◆ WORK ITEM ◆
Stop after the line that contains "let config: AppConfig"; until then, restate each line of the entries word for word from the very first.

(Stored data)
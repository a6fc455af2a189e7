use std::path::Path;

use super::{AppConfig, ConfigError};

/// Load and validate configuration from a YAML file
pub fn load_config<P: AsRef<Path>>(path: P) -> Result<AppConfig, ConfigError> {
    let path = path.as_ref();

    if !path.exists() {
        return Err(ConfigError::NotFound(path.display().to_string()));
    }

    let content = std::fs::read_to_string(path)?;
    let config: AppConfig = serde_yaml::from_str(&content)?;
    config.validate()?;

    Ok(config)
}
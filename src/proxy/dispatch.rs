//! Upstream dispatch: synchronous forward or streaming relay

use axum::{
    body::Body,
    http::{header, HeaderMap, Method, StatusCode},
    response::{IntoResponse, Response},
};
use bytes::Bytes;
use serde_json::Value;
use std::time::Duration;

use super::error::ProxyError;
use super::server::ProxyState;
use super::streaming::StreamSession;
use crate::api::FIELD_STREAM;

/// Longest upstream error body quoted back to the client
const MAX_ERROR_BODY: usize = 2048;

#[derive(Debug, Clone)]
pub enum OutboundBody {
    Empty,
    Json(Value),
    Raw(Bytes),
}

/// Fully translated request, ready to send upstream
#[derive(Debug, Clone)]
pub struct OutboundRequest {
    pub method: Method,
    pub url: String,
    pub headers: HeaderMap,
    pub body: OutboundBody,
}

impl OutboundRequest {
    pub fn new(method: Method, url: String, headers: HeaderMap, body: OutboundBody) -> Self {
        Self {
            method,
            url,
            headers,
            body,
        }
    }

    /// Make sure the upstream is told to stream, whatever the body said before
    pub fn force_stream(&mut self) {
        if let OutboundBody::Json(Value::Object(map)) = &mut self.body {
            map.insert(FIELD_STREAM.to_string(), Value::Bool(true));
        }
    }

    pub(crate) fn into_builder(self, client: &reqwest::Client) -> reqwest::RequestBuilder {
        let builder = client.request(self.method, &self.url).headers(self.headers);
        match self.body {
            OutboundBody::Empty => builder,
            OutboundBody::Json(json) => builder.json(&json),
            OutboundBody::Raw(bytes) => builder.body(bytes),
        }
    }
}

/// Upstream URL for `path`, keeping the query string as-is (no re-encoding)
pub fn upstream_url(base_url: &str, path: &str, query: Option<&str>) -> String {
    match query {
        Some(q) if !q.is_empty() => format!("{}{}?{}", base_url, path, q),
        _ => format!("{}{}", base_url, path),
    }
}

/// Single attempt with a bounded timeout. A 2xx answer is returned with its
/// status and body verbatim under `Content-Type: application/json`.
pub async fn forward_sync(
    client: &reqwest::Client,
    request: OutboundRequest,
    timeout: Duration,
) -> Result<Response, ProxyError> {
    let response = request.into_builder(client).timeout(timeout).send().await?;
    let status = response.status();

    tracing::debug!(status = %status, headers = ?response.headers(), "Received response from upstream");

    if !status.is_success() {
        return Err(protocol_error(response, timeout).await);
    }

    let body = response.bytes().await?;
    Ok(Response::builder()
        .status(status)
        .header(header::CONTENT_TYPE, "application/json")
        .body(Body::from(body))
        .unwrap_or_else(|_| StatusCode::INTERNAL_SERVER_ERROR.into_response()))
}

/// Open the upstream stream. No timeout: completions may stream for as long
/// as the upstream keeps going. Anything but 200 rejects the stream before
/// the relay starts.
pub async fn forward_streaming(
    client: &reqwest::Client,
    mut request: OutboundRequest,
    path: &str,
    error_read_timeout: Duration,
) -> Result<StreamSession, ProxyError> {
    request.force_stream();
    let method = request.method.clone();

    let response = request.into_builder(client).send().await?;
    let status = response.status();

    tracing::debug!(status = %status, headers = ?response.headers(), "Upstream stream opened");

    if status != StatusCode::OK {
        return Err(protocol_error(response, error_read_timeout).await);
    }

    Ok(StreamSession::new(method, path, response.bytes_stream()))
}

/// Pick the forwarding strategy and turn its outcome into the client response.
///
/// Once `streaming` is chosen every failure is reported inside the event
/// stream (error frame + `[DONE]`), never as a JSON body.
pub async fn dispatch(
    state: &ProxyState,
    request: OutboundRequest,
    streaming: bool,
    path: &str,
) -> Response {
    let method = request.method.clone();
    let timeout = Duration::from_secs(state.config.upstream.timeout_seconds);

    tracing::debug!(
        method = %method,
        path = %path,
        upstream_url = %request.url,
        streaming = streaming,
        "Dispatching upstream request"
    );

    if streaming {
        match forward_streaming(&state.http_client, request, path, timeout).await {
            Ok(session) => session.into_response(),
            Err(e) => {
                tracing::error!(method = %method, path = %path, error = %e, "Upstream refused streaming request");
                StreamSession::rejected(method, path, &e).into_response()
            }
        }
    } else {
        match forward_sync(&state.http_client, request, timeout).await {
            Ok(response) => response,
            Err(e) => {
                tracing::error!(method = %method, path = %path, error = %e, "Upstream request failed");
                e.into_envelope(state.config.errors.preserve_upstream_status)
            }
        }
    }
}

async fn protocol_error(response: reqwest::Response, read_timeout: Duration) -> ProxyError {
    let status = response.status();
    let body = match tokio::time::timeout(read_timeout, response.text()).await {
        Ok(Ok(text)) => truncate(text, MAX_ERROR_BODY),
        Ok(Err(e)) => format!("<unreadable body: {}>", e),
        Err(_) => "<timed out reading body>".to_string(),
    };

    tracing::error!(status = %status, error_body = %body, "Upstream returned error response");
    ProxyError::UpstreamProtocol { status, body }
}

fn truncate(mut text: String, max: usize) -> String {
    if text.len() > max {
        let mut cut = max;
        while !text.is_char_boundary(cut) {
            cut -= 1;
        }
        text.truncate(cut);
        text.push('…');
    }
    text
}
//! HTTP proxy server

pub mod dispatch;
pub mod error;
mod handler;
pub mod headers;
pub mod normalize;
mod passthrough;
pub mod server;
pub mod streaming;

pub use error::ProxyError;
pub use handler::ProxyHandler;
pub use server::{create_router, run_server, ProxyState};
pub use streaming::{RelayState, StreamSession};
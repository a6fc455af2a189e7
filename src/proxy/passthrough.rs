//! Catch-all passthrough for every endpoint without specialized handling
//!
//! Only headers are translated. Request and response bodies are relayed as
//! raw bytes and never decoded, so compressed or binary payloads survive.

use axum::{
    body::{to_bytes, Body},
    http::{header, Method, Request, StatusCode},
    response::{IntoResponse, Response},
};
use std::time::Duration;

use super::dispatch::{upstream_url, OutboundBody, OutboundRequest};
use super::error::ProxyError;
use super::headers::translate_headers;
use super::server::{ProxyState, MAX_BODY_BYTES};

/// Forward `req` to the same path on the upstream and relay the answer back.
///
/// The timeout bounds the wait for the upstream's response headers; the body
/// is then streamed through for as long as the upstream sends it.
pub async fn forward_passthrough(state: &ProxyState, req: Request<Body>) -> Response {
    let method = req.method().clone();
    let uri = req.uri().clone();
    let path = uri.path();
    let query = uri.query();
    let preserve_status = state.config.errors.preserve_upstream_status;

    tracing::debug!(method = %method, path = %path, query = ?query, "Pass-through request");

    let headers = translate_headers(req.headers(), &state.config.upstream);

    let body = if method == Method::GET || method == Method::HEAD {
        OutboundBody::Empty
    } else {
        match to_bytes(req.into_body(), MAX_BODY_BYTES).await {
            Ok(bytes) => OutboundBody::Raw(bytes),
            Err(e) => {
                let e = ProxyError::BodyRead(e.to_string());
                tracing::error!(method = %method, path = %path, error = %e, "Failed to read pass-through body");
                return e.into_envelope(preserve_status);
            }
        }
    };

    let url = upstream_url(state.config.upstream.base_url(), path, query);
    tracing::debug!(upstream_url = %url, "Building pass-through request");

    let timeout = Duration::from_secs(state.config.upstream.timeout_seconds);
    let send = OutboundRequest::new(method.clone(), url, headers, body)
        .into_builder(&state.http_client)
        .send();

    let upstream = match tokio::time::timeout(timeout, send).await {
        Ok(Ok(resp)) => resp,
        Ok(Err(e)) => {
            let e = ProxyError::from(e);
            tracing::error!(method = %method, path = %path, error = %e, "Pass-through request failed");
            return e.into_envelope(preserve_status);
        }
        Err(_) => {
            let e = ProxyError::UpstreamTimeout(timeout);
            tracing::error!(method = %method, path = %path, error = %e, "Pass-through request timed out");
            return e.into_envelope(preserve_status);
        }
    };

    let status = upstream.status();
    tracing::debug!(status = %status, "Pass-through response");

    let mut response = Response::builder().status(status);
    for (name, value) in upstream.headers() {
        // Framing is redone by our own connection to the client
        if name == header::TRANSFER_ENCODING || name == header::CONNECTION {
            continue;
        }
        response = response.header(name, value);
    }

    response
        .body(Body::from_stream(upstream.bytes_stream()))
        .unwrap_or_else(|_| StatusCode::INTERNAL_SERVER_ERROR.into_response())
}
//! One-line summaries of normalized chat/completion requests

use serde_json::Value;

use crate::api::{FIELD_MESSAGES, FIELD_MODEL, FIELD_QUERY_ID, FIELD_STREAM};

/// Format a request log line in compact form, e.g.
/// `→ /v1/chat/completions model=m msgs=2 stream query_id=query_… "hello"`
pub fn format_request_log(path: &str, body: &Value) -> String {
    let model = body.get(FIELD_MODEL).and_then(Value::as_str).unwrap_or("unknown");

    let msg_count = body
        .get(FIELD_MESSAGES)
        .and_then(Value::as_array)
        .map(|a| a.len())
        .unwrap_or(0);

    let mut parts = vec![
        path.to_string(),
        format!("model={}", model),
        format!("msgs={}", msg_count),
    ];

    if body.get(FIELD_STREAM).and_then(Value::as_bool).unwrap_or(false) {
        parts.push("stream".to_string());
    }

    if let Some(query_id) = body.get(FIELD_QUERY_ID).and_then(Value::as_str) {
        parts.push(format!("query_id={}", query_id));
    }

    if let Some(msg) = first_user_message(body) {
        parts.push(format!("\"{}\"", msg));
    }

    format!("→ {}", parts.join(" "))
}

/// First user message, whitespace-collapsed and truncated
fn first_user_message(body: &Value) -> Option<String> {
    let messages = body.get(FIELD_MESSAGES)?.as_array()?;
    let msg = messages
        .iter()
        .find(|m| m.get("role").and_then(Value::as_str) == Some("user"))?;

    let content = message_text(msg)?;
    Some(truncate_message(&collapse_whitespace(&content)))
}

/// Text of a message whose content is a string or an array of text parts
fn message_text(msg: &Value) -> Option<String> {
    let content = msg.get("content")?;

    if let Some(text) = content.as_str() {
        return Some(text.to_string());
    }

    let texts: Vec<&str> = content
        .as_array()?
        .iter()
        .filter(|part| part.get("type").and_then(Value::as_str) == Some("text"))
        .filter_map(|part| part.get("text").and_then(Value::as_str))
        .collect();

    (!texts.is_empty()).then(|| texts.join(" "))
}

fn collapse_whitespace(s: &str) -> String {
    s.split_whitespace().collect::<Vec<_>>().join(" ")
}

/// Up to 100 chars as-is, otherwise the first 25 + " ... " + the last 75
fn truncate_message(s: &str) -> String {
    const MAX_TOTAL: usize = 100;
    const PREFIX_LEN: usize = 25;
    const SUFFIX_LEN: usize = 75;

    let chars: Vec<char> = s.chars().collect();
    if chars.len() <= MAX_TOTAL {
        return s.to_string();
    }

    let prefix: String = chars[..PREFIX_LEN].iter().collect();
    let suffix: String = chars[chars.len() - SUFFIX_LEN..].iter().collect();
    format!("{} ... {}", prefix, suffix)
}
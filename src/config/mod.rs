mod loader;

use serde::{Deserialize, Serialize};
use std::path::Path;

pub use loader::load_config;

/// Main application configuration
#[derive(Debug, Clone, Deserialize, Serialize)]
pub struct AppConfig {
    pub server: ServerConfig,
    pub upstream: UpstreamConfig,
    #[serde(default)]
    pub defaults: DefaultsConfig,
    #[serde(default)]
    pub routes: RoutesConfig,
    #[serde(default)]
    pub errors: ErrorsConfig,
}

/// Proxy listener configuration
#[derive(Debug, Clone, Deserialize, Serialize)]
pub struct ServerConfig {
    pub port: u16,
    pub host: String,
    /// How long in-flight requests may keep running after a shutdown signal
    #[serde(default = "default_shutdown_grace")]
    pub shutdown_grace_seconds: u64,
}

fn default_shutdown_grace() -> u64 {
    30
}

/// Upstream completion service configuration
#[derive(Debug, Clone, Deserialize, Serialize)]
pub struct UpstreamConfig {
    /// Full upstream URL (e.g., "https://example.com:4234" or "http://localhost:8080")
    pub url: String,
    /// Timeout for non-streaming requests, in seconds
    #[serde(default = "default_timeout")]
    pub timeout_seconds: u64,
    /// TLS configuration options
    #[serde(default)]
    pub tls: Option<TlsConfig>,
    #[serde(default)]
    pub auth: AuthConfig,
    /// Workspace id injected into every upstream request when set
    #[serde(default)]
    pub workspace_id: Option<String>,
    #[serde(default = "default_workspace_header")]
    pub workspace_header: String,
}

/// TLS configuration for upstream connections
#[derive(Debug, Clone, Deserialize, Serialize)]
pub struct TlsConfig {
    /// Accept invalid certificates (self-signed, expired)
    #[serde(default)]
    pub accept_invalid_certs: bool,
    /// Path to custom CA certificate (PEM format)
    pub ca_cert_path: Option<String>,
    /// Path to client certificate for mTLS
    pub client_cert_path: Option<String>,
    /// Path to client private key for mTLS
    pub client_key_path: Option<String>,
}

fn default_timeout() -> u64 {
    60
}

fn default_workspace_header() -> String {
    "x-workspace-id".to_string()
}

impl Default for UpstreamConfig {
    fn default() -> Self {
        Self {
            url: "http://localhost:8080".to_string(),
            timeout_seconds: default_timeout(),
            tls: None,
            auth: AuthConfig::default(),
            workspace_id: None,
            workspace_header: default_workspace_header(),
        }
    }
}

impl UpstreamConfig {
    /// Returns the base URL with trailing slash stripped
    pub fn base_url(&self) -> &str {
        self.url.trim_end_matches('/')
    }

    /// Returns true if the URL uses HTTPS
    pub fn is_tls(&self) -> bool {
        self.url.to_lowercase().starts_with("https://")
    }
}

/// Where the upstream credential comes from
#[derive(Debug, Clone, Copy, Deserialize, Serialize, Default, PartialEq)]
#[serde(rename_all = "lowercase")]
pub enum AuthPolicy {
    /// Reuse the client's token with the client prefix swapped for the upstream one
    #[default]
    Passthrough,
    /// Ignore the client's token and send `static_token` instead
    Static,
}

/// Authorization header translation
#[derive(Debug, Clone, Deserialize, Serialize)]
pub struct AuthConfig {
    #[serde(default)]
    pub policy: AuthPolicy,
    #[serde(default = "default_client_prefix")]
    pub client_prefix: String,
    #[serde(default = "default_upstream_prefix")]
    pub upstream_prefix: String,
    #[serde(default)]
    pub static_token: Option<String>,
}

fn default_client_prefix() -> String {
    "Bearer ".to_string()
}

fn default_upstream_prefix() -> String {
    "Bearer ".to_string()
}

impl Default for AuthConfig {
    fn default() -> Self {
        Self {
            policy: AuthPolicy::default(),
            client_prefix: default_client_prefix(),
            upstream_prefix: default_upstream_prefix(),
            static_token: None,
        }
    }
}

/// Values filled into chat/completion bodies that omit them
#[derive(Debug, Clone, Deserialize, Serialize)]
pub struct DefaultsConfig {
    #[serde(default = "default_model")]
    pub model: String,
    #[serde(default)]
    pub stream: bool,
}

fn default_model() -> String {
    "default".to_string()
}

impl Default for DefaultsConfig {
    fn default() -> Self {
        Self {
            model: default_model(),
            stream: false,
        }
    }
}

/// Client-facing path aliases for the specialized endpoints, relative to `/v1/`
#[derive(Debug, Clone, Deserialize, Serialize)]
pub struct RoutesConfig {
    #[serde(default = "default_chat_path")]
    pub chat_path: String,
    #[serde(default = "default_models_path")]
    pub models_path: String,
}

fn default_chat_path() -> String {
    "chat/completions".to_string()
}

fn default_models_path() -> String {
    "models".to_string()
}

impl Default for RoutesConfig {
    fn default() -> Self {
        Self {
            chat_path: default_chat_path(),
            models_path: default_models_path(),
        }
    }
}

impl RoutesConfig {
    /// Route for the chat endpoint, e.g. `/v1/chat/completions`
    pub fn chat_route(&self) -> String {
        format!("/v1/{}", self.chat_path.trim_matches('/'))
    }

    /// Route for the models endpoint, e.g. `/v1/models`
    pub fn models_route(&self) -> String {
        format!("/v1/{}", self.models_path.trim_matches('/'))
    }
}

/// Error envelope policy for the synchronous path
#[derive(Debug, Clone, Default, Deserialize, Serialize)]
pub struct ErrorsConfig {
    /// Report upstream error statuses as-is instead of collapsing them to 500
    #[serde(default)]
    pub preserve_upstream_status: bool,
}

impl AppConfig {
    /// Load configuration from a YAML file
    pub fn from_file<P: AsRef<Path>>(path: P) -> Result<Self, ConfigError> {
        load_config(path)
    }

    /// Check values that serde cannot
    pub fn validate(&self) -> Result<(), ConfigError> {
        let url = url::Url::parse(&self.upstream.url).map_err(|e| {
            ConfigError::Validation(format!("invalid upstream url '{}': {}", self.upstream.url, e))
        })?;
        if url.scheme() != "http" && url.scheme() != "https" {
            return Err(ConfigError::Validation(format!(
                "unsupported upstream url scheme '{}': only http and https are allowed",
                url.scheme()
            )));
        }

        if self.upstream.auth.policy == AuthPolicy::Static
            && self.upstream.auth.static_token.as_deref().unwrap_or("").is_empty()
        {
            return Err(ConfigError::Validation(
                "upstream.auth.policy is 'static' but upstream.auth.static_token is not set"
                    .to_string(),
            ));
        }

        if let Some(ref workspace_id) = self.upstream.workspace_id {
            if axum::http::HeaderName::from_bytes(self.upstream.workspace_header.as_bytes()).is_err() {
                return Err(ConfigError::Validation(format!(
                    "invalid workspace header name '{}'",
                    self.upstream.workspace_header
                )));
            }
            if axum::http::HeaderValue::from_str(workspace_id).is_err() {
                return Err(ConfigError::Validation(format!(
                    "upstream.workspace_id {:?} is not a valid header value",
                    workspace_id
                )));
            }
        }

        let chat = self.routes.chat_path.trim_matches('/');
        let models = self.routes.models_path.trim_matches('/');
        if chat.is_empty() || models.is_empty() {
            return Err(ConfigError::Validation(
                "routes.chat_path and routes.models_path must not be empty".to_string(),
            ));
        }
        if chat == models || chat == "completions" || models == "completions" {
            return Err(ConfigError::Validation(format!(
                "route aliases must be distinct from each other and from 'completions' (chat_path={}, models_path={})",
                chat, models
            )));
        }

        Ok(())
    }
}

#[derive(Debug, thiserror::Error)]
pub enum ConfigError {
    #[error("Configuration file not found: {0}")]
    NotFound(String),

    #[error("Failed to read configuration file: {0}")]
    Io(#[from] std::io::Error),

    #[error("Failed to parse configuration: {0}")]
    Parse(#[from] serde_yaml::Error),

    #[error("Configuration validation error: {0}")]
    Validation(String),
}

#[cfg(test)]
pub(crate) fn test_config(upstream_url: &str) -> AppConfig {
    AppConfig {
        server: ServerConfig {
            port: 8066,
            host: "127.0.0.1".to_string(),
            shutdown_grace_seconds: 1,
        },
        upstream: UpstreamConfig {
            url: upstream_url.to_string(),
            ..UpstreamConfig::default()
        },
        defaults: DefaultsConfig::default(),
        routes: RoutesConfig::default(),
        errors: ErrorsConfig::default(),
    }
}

◆ EXPECTED ANSWER ◆
repository a6fc455af2a189e7
use std::path::Path;

use super::{AppConfig, ConfigError};

/// Load and validate configuration from a YAML file
pub fn load_config<P: AsRef<Path>>(path: P) -> Result<AppConfig, ConfigError> {
    let path = path.as_ref();

    if !path.exists() {
        return Err(ConfigError::NotFound(path.display().to_string()));
    }

    let content = std::fs::read_to_string(path)?;
    let config: AppConfig = serde_yaml::from_str(&content)?;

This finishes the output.